Lalu sekali berkelabat sosoknya pun lenyap dari tempat itu.
Candi
Pawan tidak berapa jauh letaknya dari kawasan pantai selatan. Dalam waktu tidak
berapa lama Ratu Duyung telah sampai di reruntuhan candi itu. Di balik dinding
candi sebelah timur dia keluarkan suara seperti kicau burung. Dua orang gadis
yang mendekam di balik pohon besar saling berbisik. “Ratu telah datang…”
Sekali
lagi terdengar suara kicau burung. “Ratu memberi tanda. Kita boleh pergi dari
sini…” Dua gadis di balik pohon tanpa suara dan tersamar oleh kegelapan malam
segera tinggalkan tempat sejak tadi mereka bersembunyi.
Dari
balik runtuhan candi, Ratu Duyung memandang ke arah pekuburan. Seorang gadis
berpakaian biru melangkah mundar-mandir di antara deretan kuburan-kuburan tua
yang hampir sama rata dengan tanah dan tak satu pun memiliki nisan. Gadis ini
memiliki rambut berwarna pirang yang melambai-lambai ditiup angin malam. Tubuh,
pakaian dan rambutnya menebar bau harum mewangi. Sambil berjalan pikirannya
diputar dan hatinya membatin.
“Tidak
ada kuburan baru di tempat ini. Berarti kalau memang dia sudah meninggal, tidak
mungkin dimakamkan di tempat ini.”
Selagi
berpikir dan membatin seperti itu tiba-tiba telinga si gadis menangkap suara
kicau burung. Dia memandang berkeliling, memperhatikan pepohonan yang ada di
sekitar reruntuhan Candi Pawan.
“Aneh…
Ada suara burung di malam hari.” Membatin gadis di tengah kuburan. “Aku menaruh
firasat ada orang mengawasi gerak gerikku. Hemmm… Aku yakin dia bukan bangsa
penjahat… Biar kupancing dia keluar dari tempat persembunyiannya!”
Dengan
tenang gadis itu kembali melangkah di antara makam-makam tua. Di hadapan sebuah
kuburan dia berhenti. Kaki kanannya bergerak menendang.
“Braakkk!”
Tanah
kuburan mental berantakan. Si gadis hunjamkan tumitnya ke atas makam.
“Braaaakkkk!”
Kuburan
tua itu jebol sampai dua jengkal. Sebuah lobang terkuak menganga. Lalu gadis
berbaju biru ini membentak.
“Orang di
dalam makam! Tak ada gunanya terus bersembunyi! Lekas keluar! Atau kau ingin
kukubur hidup-hidup!”
Si gadis
menunggu. Tak ada gerakan, tak ada suara. Tak ada yang muncul.
“Kau
memang minta mati!” Gadis berbaju biru kembali berteriak. Tangan kanannya
diangkat ke atas, membuat gerakan siap untuk menghantam satu pukulan dahsyat.

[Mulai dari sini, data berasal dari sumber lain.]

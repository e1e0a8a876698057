use axum::{
    Json,
    http::StatusCode,
    response::{IntoResponse, Response},
};
use services::services::{error::ServiceError, reminder_resolver::InvalidInput};
use thiserror::Error;
use tracing::error;
use utils::response::ApiResponse;

#[derive(Debug, Error)]
pub enum ApiError {
    #[error(transparent)]
    Service(#[from] ServiceError),
    #[error("bad request: {0}")]
    BadRequest(String),
}

impl ApiError {
    fn status_code(&self) -> StatusCode {
        match self {
            ApiError::Service(ServiceError::InvalidInput(invalid)) => match invalid {
                InvalidInput::FlockNotFound(_)
                | InvalidInput::TemplateNotFound(_)
                | InvalidInput::ReminderNotFound(_) => StatusCode::NOT_FOUND,
                InvalidInput::InvalidStatusTransition(_) => StatusCode::CONFLICT,
                _ => StatusCode::BAD_REQUEST,
            },
            ApiError::Service(ServiceError::PersistenceFailure { .. }) => {
                StatusCode::INTERNAL_SERVER_ERROR
            }
            ApiError::BadRequest(_) => StatusCode::BAD_REQUEST,
        }
    }
}

impl IntoResponse for ApiError {
    fn into_response(self) -> Response {
        let status = self.status_code();
        if status.is_server_error() {
            error!(error = %self, "Request failed");
        }
        (status, Json(ApiResponse::<()>::error(self.to_string()))).into_response()
    }
}
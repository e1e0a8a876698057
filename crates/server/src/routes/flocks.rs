//! Routes for flock-scoped reminder generation and flock lifecycle changes.

use axum::{
    Router,
    extract::{Path, State},
    response::Json as ResponseJson,
    routing::{delete, post, put},
};
use chrono::NaiveDate;
use db::models::flock::FlockDependents;
use serde::{Deserialize, Serialize};
use services::services::{
    flock_lifecycle::{FlockLifecycleService, RescheduleResult},
    reminder_generation::{GenerationSummary, ReminderGenerationService},
};
use ts_rs::TS;
use utils::response::ApiResponse;
use uuid::Uuid;

use crate::{AppState, error::ApiError};

#[derive(Debug, Clone, Default, Serialize, Deserialize, TS)]
pub struct GenerateRemindersRequest {
    /// Omit to apply every active template.
    pub template_id: Option<Uuid>,
}

#[derive(Debug, Clone, Serialize, Deserialize, TS)]
pub struct ReschedulePlacementRequest {
    pub placement_date: NaiveDate,
}

/// POST /api/flocks/{flock_id}/reminders/generate
pub async fn generate_reminders(
    State(state): State<AppState>,
    Path(flock_id): Path<Uuid>,
    axum::Json(payload): axum::Json<GenerateRemindersRequest>,
) -> Result<ResponseJson<ApiResponse<GenerationSummary>>, ApiError> {
    let service = ReminderGenerationService::new(state.db().clone());

    let summary = match payload.template_id {
        Some(template_id) => service.generate_for_flock(flock_id, template_id).await?,
        None => service.generate_all_for_flock(flock_id).await?,
    };

    Ok(ResponseJson(ApiResponse::success(summary)))
}

/// PUT /api/flocks/{flock_id}/placement-date
pub async fn reschedule_placement(
    State(state): State<AppState>,
    Path(flock_id): Path<Uuid>,
    axum::Json(payload): axum::Json<ReschedulePlacementRequest>,
) -> Result<ResponseJson<ApiResponse<RescheduleResult>>, ApiError> {
    let result = FlockLifecycleService::reschedule_placement(
        &state.db().pool,
        flock_id,
        payload.placement_date,
    )
    .await?;
    Ok(ResponseJson(ApiResponse::success(result)))
}

/// DELETE /api/flocks/{flock_id}
pub async fn delete_flock(
    State(state): State<AppState>,
    Path(flock_id): Path<Uuid>,
) -> Result<ResponseJson<ApiResponse<FlockDependents>>, ApiError> {
    let dependents = FlockLifecycleService::delete_flock(&state.db().pool, flock_id).await?;
    Ok(ResponseJson(ApiResponse::success(dependents)))
}

pub fn router(_state: &AppState) -> Router<AppState> {
    Router::new()
        .route("/flocks/{flock_id}", delete(delete_flock))
        .route("/flocks/{flock_id}/reminders/generate", post(generate_reminders))
        .route("/flocks/{flock_id}/placement-date", put(reschedule_placement))
}
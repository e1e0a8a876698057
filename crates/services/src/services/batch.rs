//! Outcome accounting for batch jobs where every item is independent.

use serde::{Deserialize, Serialize};
use ts_rs::TS;
use uuid::Uuid;

#[derive(Debug, Clone, PartialEq, Eq, Serialize, Deserialize, TS)]
pub struct BatchFailure {
    pub row_id: Uuid,
    pub error: String,
}

#[derive(Debug, Clone, Default, PartialEq, Eq, Serialize, Deserialize, TS)]
pub struct BatchSummary {
    pub succeeded: usize,
    pub skipped: usize,
    pub failed: usize,
    /// Set when the batch stopped early; unprocessed items are not counted.
    pub cancelled: bool,
    pub failures: Vec<BatchFailure>,
}

impl BatchSummary {
    pub fn record_success(&mut self) {
        self.succeeded += 1;
    }

    pub fn record_skip(&mut self) {
        self.skipped += 1;
    }

    pub fn record_failure(&mut self, row_id: Uuid, error: impl ToString) {
        self.failed += 1;
        self.failures.push(BatchFailure {
            row_id,
            error: error.to_string(),
        });
    }

    pub fn processed(&self) -> usize {
        self.succeeded + self.skipped + self.failed
    }
}
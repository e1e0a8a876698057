pub mod logging;
pub mod response;
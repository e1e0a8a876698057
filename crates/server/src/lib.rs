use axum::Router;
use db::DBService;
use tokio_util::sync::CancellationToken;
use tower_http::trace::TraceLayer;

pub mod config;
pub mod error;
pub mod routes;

/// Shared handler state.
#[derive(Clone)]
pub struct AppState {
    db: DBService,
    shutdown: CancellationToken,
}

impl AppState {
    pub fn new(db: DBService, shutdown: CancellationToken) -> Self {
        Self { db, shutdown }
    }

    pub fn db(&self) -> &DBService {
        &self.db
    }

    /// Cancelled when the process starts shutting down; batch jobs stop
    /// between items.
    pub fn shutdown(&self) -> &CancellationToken {
        &self.shutdown
    }
}

pub fn app(state: AppState) -> Router {
    Router::new()
        .nest("/api", routes::router(&state))
        .layer(TraceLayer::new_for_http())
        .with_state(state)
}
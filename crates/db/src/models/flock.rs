use chrono::{DateTime, NaiveDate, TimeZone, Utc};
use serde::{Deserialize, Serialize};
use sqlx::{Executor, FromRow, Sqlite, SqlitePool};
use ts_rs::TS;
use uuid::Uuid;

#[derive(Debug, Clone, FromRow, Serialize, Deserialize, TS)]
pub struct Flock {
    pub id: Uuid,
    pub name: String,
    pub placement_date: NaiveDate, // Day 0, UTC calendar date
    pub created_at: DateTime<Utc>,
    pub updated_at: DateTime<Utc>,
}

#[derive(Debug, Clone, Serialize, Deserialize, TS)]
pub struct CreateFlock {
    pub name: String,
    pub placement_date: NaiveDate,
}

/// Rows touched while detaching a flock from everything that references it.
#[derive(Debug, Clone, Copy, Default, PartialEq, Eq, Serialize, Deserialize, TS)]
pub struct FlockDependents {
    pub reminders: u64,
    pub vaccination_schedules: u64,
    pub health_records: u64,
    pub mortality_records: u64,
    pub sales_orders_unlinked: u64,
}

impl Flock {
    /// UTC calendar date of a placement timestamp. The time of day and the
    /// caller's offset are discarded.
    pub fn anchor_date<Tz: TimeZone>(placed_at: &DateTime<Tz>) -> NaiveDate {
        placed_at.with_timezone(&Utc).date_naive()
    }

    /// Whole days from placement to `date`; negative before placement.
    pub fn day_number(&self, date: NaiveDate) -> i64 {
        date.signed_duration_since(self.placement_date).num_days()
    }

    pub async fn create(pool: &SqlitePool, id: Uuid, data: &CreateFlock) -> Result<Self, sqlx::Error> {
        sqlx::query_as::<_, Flock>(
            r#"INSERT INTO flocks (id, name, placement_date)
               VALUES ($1, $2, $3)
               RETURNING id, name, placement_date, created_at, updated_at"#,
        )
        .bind(id)
        .bind(&data.name)
        .bind(data.placement_date)
        .fetch_one(pool)
        .await
    }

    pub async fn find_by_id(pool: &SqlitePool, id: Uuid) -> Result<Option<Self>, sqlx::Error> {
        sqlx::query_as::<_, Flock>(
            r#"SELECT id, name, placement_date, created_at, updated_at
               FROM flocks
               WHERE id = $1"#,
        )
        .bind(id)
        .fetch_optional(pool)
        .await
    }

    pub async fn find_all(pool: &SqlitePool) -> Result<Vec<Self>, sqlx::Error> {
        sqlx::query_as::<_, Flock>(
            r#"SELECT id, name, placement_date, created_at, updated_at
               FROM flocks
               ORDER BY placement_date ASC"#,
        )
        .fetch_all(pool)
        .await
    }

    pub async fn update_placement_date<'e, E>(
        executor: E,
        id: Uuid,
        placement_date: NaiveDate,
    ) -> Result<u64, sqlx::Error>
    where
        E: Executor<'e, Database = Sqlite>,
    {
        let result = sqlx::query(
            r#"UPDATE flocks
               SET placement_date = $2,
                   updated_at = datetime('now', 'subsec')
               WHERE id = $1"#,
        )
        .bind(id)
        .bind(placement_date)
        .execute(executor)
        .await?;
        Ok(result.rows_affected())
    }

    /// Remove or unlink every row that references the flock. Must run in the
    /// same transaction as [`Flock::delete`].
    pub async fn detach_dependents(
        conn: &mut sqlx::SqliteConnection,
        id: Uuid,
    ) -> Result<FlockDependents, sqlx::Error> {
        let reminders = super::reminder::Reminder::delete_by_flock_id(&mut *conn, id).await?;

        let vaccination_schedules =
            sqlx::query("DELETE FROM vaccination_schedules WHERE flock_id = $1")
                .bind(id)
                .execute(&mut *conn)
                .await?
                .rows_affected();

        let health_records = sqlx::query("DELETE FROM health_records WHERE flock_id = $1")
            .bind(id)
            .execute(&mut *conn)
            .await?
            .rows_affected();

        let mortality_records = sqlx::query("DELETE FROM mortality_records WHERE flock_id = $1")
            .bind(id)
            .execute(&mut *conn)
            .await?
            .rows_affected();

        // Sales history outlives the flock.
        let sales_orders_unlinked =
            sqlx::query("UPDATE sales_orders SET flock_id = NULL WHERE flock_id = $1")
                .bind(id)
                .execute(&mut *conn)
                .await?
                .rows_affected();

        Ok(FlockDependents {
            reminders,
            vaccination_schedules,
            health_records,
            mortality_records,
            sales_orders_unlinked,
        })
    }

    pub async fn delete<'e, E>(executor: E, id: Uuid) -> Result<u64, sqlx::Error>
    where
        E: Executor<'e, Database = Sqlite>,
    {
        let result = sqlx::query("DELETE FROM flocks WHERE id = $1")
            .bind(id)
            .execute(executor)
            .await?;
        Ok(result.rows_affected())
    }

    /// Delete vaccination schedules pointing at a flock that no longer exists.
    pub async fn delete_orphaned_vaccination_schedules(
        pool: &SqlitePool,
    ) -> Result<u64, sqlx::Error> {
        let result = sqlx::query(
            r#"DELETE FROM vaccination_schedules
               WHERE flock_id NOT IN (SELECT id FROM flocks)"#,
        )
        .execute(pool)
        .await?;
        Ok(result.rows_affected())
    }
}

Tetap saja tak ada yang muncul. “Kurang ajar! Pengintai gelap itu tidak
termakan pancinganku!”
Baru saja
si gadis berkata begitu, dari balik reruntuhan Candi Pawan terdengar suara tawa
berderai.
Lalu
muncul sesosok tubuh berpakaian bermanik-manik,melangkah tenang mendatangi
gadis berambut pirang.
Gadis
cantik di tengah kuburan terkejut dan merah padam wajahnya ketika melihat siapa
yang muncul dan mendatanginya. Belum sempat dia menegur, orang itu telah
menyapa lebih dulu.
“Sahabatku
Bidadari Angin Timur, malam-malam berada di tengah kuburan, di kawasan
terpencil begini rupa. Apakah yang tengah kau perbuat?”
Bidadari
Angin Timur tenangkan hatinya. Dia tersenyum, membuat munculnya lesung pipit di
pipinya kiri kanan.
“Ratu
Duyung!” seru Bidadari Angin Timur. “Aku juga punya pertanyaan yang sama.
Gerangan
apa malam-malam begini kau keluar dari laut kediamanmu, mendatangi kuburan.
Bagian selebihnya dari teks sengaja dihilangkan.